# TASK REQUIREMENTS
Copy out each line of the data holding "signing".

[Collected data]
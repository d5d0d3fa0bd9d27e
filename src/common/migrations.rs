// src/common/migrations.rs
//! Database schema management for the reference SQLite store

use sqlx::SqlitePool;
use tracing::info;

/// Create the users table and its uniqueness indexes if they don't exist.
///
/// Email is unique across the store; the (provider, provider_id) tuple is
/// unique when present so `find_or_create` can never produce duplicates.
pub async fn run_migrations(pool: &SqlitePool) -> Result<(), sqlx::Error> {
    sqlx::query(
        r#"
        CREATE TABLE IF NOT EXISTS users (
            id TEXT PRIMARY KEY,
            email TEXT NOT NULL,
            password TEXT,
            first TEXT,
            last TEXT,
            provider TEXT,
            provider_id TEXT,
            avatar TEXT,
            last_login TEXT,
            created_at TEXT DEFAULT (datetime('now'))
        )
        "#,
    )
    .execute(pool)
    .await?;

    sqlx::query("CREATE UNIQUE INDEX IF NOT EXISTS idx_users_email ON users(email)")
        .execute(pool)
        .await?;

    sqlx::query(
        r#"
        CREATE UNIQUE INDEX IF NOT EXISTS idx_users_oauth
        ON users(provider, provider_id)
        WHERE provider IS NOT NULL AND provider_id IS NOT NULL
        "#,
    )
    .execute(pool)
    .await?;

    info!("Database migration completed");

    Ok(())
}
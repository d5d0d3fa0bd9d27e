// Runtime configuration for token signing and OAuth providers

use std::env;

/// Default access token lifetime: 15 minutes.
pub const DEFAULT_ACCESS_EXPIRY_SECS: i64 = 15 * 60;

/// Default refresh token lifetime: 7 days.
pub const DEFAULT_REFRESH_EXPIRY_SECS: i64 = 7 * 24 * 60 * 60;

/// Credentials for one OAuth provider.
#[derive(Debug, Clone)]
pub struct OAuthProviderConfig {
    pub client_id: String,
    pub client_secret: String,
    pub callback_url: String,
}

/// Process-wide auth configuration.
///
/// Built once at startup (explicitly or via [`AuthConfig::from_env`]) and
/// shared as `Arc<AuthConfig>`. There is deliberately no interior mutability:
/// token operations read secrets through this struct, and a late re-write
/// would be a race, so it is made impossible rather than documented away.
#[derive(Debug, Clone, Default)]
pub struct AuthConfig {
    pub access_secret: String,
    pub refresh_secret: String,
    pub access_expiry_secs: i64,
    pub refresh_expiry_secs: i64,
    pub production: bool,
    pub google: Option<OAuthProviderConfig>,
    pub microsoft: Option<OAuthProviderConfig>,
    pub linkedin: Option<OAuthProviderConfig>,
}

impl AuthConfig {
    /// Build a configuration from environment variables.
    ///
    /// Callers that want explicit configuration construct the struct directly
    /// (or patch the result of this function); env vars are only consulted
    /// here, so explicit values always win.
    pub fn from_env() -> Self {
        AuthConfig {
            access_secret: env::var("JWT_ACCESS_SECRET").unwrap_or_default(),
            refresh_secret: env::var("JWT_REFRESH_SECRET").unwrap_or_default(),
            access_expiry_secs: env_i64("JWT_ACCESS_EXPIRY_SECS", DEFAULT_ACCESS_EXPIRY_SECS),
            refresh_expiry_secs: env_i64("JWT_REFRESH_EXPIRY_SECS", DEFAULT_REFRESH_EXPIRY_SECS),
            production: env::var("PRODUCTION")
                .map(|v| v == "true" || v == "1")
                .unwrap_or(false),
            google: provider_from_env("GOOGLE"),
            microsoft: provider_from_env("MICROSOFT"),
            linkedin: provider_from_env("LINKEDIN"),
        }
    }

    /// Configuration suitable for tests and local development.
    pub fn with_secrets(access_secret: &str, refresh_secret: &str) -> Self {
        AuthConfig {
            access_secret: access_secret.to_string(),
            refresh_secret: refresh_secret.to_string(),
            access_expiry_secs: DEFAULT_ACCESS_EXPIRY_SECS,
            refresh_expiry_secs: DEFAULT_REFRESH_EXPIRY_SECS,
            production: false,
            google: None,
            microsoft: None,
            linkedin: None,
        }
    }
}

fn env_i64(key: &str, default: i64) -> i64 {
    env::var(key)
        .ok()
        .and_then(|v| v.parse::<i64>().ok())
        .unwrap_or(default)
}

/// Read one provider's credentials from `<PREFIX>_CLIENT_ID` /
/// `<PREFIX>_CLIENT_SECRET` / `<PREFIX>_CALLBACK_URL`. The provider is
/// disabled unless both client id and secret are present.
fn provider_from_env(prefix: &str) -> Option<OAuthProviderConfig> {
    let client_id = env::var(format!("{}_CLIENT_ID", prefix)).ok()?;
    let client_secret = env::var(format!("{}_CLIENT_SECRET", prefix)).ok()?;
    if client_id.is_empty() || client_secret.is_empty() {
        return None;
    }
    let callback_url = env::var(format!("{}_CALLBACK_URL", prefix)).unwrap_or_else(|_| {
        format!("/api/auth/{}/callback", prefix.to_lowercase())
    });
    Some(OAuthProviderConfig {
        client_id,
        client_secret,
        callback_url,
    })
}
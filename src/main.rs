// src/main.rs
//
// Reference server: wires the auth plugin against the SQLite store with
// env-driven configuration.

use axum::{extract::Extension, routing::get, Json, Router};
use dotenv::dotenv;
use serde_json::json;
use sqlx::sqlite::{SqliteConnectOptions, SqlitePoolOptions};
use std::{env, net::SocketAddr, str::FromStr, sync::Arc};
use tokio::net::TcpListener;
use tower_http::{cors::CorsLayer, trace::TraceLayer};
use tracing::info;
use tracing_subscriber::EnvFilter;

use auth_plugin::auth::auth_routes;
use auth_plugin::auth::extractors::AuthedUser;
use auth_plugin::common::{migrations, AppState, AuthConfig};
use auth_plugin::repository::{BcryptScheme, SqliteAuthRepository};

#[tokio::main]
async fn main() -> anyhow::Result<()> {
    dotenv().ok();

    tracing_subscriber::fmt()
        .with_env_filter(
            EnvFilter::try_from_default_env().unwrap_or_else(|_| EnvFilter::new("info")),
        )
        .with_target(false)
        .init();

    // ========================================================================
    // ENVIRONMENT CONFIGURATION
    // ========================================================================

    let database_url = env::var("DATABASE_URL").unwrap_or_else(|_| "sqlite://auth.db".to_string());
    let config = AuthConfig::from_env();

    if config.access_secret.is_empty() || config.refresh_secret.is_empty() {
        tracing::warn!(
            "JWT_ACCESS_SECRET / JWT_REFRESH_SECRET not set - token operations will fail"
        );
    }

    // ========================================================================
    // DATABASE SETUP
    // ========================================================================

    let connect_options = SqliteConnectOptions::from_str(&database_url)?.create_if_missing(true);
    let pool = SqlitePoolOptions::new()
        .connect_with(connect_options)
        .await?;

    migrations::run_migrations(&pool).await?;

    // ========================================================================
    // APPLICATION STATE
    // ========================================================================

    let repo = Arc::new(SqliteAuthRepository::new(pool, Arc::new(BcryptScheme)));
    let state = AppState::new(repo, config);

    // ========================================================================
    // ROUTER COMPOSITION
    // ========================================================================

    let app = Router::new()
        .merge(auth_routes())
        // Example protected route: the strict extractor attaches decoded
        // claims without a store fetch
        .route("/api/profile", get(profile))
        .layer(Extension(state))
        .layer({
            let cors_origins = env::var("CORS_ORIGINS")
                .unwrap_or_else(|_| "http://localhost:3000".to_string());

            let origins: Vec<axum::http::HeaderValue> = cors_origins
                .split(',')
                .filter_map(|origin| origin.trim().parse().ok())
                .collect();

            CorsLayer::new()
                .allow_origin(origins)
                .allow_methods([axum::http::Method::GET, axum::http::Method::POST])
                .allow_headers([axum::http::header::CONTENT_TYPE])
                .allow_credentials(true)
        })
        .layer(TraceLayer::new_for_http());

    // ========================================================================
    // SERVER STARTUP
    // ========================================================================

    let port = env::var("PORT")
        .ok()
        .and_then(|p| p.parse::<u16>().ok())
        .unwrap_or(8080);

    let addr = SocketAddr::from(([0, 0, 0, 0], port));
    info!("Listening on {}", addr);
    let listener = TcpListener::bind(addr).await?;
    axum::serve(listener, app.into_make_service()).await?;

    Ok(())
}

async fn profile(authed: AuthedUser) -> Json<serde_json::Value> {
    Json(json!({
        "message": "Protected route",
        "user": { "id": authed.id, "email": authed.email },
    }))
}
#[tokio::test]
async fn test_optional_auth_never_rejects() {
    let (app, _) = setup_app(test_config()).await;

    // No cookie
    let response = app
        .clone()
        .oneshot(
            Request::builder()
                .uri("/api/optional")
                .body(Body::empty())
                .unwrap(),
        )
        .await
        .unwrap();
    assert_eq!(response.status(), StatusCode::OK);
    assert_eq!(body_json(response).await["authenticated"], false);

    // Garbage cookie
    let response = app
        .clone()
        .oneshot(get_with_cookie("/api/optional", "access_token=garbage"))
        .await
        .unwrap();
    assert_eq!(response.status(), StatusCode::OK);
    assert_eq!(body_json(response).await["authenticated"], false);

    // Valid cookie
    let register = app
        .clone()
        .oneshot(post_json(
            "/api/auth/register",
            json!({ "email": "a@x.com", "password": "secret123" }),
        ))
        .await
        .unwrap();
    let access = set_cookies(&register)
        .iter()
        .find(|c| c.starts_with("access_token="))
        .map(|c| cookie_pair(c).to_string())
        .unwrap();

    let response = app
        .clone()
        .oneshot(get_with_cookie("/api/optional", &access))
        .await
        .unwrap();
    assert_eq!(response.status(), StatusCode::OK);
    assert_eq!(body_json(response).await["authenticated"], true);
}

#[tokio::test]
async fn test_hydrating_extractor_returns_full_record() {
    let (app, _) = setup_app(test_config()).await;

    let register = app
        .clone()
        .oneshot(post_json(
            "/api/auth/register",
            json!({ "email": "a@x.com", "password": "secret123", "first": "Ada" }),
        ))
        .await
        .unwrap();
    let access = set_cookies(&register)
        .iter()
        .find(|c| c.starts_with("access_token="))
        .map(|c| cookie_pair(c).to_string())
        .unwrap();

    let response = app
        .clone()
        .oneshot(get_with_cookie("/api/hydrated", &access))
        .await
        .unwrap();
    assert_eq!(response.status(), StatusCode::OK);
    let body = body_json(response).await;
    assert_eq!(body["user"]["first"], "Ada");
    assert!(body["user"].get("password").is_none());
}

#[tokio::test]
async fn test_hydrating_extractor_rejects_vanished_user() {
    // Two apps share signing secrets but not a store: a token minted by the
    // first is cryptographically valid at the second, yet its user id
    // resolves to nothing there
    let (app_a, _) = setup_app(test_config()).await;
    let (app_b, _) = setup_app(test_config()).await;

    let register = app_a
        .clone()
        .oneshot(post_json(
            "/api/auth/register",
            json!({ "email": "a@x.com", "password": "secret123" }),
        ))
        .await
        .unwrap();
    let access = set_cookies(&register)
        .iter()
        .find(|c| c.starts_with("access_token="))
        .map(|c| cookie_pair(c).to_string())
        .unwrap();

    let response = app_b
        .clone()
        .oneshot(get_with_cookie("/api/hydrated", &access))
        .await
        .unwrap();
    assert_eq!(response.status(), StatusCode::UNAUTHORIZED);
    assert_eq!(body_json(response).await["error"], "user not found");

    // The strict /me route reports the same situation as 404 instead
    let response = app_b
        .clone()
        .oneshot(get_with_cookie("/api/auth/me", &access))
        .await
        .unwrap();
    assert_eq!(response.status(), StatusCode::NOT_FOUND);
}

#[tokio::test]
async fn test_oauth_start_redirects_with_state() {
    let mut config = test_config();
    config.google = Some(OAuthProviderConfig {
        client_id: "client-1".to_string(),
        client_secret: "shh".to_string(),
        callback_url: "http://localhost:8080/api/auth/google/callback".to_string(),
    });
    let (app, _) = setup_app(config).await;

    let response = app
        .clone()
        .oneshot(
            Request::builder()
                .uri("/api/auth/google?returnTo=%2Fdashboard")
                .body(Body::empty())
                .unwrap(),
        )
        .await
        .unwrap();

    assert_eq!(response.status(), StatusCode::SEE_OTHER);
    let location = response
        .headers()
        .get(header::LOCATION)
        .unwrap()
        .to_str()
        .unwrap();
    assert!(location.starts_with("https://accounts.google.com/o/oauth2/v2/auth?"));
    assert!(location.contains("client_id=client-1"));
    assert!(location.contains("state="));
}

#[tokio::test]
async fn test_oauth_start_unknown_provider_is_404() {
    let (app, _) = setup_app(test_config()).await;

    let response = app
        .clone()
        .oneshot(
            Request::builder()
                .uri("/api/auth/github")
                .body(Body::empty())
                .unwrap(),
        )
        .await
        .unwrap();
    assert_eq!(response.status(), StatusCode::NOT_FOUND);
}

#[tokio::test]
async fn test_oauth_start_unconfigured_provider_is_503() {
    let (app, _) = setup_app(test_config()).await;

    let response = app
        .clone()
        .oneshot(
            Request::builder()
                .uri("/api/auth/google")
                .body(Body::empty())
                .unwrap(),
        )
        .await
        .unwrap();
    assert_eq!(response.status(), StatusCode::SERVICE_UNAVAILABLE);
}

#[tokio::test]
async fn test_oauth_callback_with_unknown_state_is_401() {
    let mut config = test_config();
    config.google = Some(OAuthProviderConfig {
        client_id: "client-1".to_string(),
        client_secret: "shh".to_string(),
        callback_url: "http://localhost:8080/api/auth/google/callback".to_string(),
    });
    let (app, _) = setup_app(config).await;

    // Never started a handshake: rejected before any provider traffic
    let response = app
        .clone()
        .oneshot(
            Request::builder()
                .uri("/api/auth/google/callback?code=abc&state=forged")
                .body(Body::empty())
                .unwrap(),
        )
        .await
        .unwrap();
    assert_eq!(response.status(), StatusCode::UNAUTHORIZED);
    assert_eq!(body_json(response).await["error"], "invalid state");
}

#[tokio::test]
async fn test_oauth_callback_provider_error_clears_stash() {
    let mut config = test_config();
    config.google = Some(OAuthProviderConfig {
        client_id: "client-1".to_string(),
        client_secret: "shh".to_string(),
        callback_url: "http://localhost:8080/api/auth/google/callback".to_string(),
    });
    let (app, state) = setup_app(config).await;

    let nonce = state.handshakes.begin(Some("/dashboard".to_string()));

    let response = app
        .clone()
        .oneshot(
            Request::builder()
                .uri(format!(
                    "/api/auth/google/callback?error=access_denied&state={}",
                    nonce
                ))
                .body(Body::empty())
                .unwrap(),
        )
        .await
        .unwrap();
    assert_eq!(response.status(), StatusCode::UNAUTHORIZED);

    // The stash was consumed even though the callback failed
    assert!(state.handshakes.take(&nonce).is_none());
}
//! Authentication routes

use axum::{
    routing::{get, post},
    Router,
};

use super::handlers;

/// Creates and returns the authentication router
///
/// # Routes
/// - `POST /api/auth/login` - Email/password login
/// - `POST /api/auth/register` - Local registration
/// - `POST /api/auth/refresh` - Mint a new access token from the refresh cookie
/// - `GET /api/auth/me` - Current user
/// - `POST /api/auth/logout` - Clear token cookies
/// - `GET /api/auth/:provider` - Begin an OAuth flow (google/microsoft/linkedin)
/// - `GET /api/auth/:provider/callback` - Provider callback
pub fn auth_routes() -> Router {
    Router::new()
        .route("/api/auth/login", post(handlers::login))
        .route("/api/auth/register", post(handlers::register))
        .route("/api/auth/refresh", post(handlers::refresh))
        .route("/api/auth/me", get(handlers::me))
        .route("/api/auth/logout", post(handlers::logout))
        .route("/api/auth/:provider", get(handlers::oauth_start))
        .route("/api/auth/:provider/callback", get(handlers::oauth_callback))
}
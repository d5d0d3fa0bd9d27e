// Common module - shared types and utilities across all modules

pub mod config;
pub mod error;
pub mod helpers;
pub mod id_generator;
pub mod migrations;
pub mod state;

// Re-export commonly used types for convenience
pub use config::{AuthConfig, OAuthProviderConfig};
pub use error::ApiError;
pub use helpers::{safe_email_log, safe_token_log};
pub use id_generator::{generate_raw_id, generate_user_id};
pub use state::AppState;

# RESPONSE FOR THIS EXERCISE
// Runtime configuration for token signing and OAuth providers
    // Two apps share signing secrets but not a store: a token minted by the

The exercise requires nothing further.